Assumir publicamente uma postura de transparência parece ser atitude ainda pouco compreendida entre nós, brasileiros, que só há pouco começamos a exercitar esta saudável prática de modernidade política e empresarial, comum a países do Primeiro Mundo. O exemplo mais atual e gritante é a repercussão na mídia da cartilha "Ameaça à Indústria Nacional", distribuída pela Autolatina a seus 48 mil empregados.
Esta é a primeira de uma série de publicações no gênero, que abordam a qualidade, a educação, a participação etc. e mostram a preocupação da empresa com a qualidade da mão-de-obra e de seus produtos. Optou-se pela questão dos automóveis importados para começar a série porque a empresa se sente obrigada a chamar a atenção de seus empregados para os riscos que um processo de abertura indiscriminada representa para o país. Quis também alertá-los para a necessidade cada vez maior de se obter qualidade.
A cartilha pede sim –com todas as letras e numa linguagem simples e direta– limitação para os importados, com quotas de importação e prazos para a indústria absorver as novas tecnologias. Exemplares da cartilha, com estas posições, foram encaminhados a jornalistas, dentro do espírito de transparência que sempre norteou a Autolatina.
Infelizmente, parece que alguns não entenderam assim e partiram para a crítica pura e simples. Não sabemos porque tanto espanto; a posição da empresa quanto a essa questão não é nova nem desconhecida da grande imprensa, do governo e da opinião pública. A Autolatina tem defendido, nos últimos três anos, as quotas de importação e medidas reguladoras do processo de abertura.
Ao transmitir esta posição e esta preocupação a nossos empregados, cumprimos a obrigação de uma empresa que atua num setor responsável por um terço do crescimento do Brasil no ano passado e que gera 5,2 milhões de empregos diretos e indiretos.
Mostramos esta realidade e também como alguns países lidaram com a questão dos veículos importados. Citamos o exemplo do México, que aderiu recentemente ao Nafta e onde só as empresas que fabricam no país podem importar, mesmo assim dependendo de sua exportação. Falamos da Itália, da França, da Inglaterra, da Alemanha, da Espanha e de outros países que limitam a entrada de veículos importados. Contamos que, dos grandes produtores, só os Estados Unidos não têm limitação, enquanto que todos os outros impõem barreiras, tarifárias ou não.
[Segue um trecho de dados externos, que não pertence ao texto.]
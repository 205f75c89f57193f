//! Durable credential record.

use serde::{Deserialize, Serialize};

/// The only credential data ever written to durable storage.
///
/// `encrypted_key` is the passphrase-encrypted PEM private key envelope.
#[derive(Debug, Clone, PartialEq, Eq, Serialize, Deserialize)]
#[serde(rename_all = "camelCase")]
pub struct CredentialRecord {
    pub encrypted_key: String,
}

/// Auth state reported to the UI to pick the setup or unlock flow.
#[derive(Debug, Clone, Copy, PartialEq, Eq, Serialize)]
#[serde(rename_all = "camelCase")]
pub struct AuthStatus {
    pub has_stored_credential: bool,
    pub is_unlocked: bool,
}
Não faltam argumentos que justifiquem a posição da empresa de levar para seus empregados sua opinião sobre a questão. Pediu-se, novamente, o estabelecimento de quotas de importação de 3,5% a 7% da produção nacional, por classe de veículo e por um período mínimo de sete anos. Aliás, foram exatamente esses os limites defendidos por toda a indústria montadora, pelos fornecedores de peças e componentes e pelos sindicatos em todas as reuniões da Câmara Setorial do Setor Automobilístico. Seguiu-se, aqui, o exemplo da Comunidade Econômica Européia (diga-se de passagem, importadores aqui instalados e que produzem na Europa defendem lá as quotas de importação que não querem para o Brasil!!!).
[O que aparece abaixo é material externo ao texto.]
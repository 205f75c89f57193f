//! Photo gallery builder.
//!
//! Upload slots are addressed as `<picture id>::<image index>`. Replacing a
//! slot on a picture that still uses the legacy single `image` field moves
//! it to the `images` list.

use super::assets::{to_tab_json, AssetDir, PendingUpload};
use super::{BuildOutput, ChangeSetBuilder};
use crate::error::AppError;
use crate::models::{ChangeSet, Picture};
use std::collections::{BTreeMap, HashSet};

pub const GALLERY_LIST_PATH: &str = "src/app/astro/list.json";
pub const GALLERY_IMAGE_DIR: &str = "public/images/astro/";
pub const GALLERY_IMAGE_PREFIX: &str = "/images/astro/";
pub const GALLERY_COMMIT_MESSAGE: &str = "update photo gallery";

const SLOT_SEPARATOR: &str = "::";

/// Edited photo gallery.
#[derive(Debug, Clone, Default)]
pub struct GalleryEdit {
    /// Gallery as last published; the command layer reads it from the
    /// repository when the editor did not keep a copy.
    pub previous: Vec<Picture>,
    pub pictures: Vec<Picture>,
    pub uploads: BTreeMap<String, PendingUpload>,
}

/// Split `"<id>::<index>"`; a missing or unparsable index means 0.
pub fn parse_slot(slot: &str) -> Result<(&str, usize), AppError> {
    let (id, index) = match slot.split_once(SLOT_SEPARATOR) {
        Some((id, index)) => (id, index.trim().parse().unwrap_or(0)),
        None => (slot, 0),
    };
    if id.is_empty() {
        return Err(AppError::invalid_input_field(
            format!("Invalid gallery slot {:?}", slot),
            "uploads",
        ));
    }
    Ok((id, index))
}

fn set_image(picture: &mut Picture, index: usize, url: String) {
    let mut images = picture.normalized_images();
    match images.get_mut(index) {
        Some(existing) => *existing = url,
        None => images.push(url),
    }
    picture.image = None;
    picture.images = Some(images);
}

impl ChangeSetBuilder for GalleryEdit {
    type State = Vec<Picture>;

    fn build(self) -> Result<BuildOutput<Vec<Picture>>, AppError> {
        let Self {
            previous,
            mut pictures,
            uploads,
        } = self;
        let dir = AssetDir::new(GALLERY_IMAGE_DIR, GALLERY_IMAGE_PREFIX);
        let mut changes = ChangeSet::new(GALLERY_COMMIT_MESSAGE);

        for (slot, upload) in &uploads {
            let (id, index) = parse_slot(slot)?;
            let picture = pictures.iter_mut().find(|p| p.id == id).ok_or_else(|| {
                AppError::invalid_input_field(format!("No picture with id {}", id), "uploads")
            })?;
            let url = dir.stage(&mut changes, upload);
            set_image(picture, index, url);
        }

        let current: HashSet<&str> = pictures.iter().flat_map(Picture::image_urls).collect();
        dir.delete_stale(
            &mut changes,
            previous.iter().flat_map(Picture::image_urls),
            &current,
        );

        changes.write_text(GALLERY_LIST_PATH, to_tab_json(&pictures)?);

        Ok(BuildOutput {
            changes,
            state: pictures,
        })
    }
}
O mundo dos negócios é uma via de duas mãos e a indústria automobilística foi responsável por 14% do superávit da balança comercial brasileira. Isto prova que nossos carros e nossas peças e componentes têm condições de competir, apesar das enormes dificuldades que enfrentam todos os que querem produzir aqui. Os produtos mais modernos que estão sendo lançados hoje no mercado interno, como o Escort, Logus, Verona, Tempra, não surgiram empurrados pela concorrência externa –eles começaram a ser desenvolvidos muito antes da chegada dos primeiros importados.
O que não se pode é imaginar que a indústria automobilística aqui instalada assista à invasão sem reagir –e nossos empregados dormem tranquilos, hoje, porque sabem que a decisão da Volkswagen e da Ford está sendo a de distribuir cartilhas e não a de importar dezenas de milhares de automóveis de suas dezenas de fábricas espalhadas pelo mundo inteiro.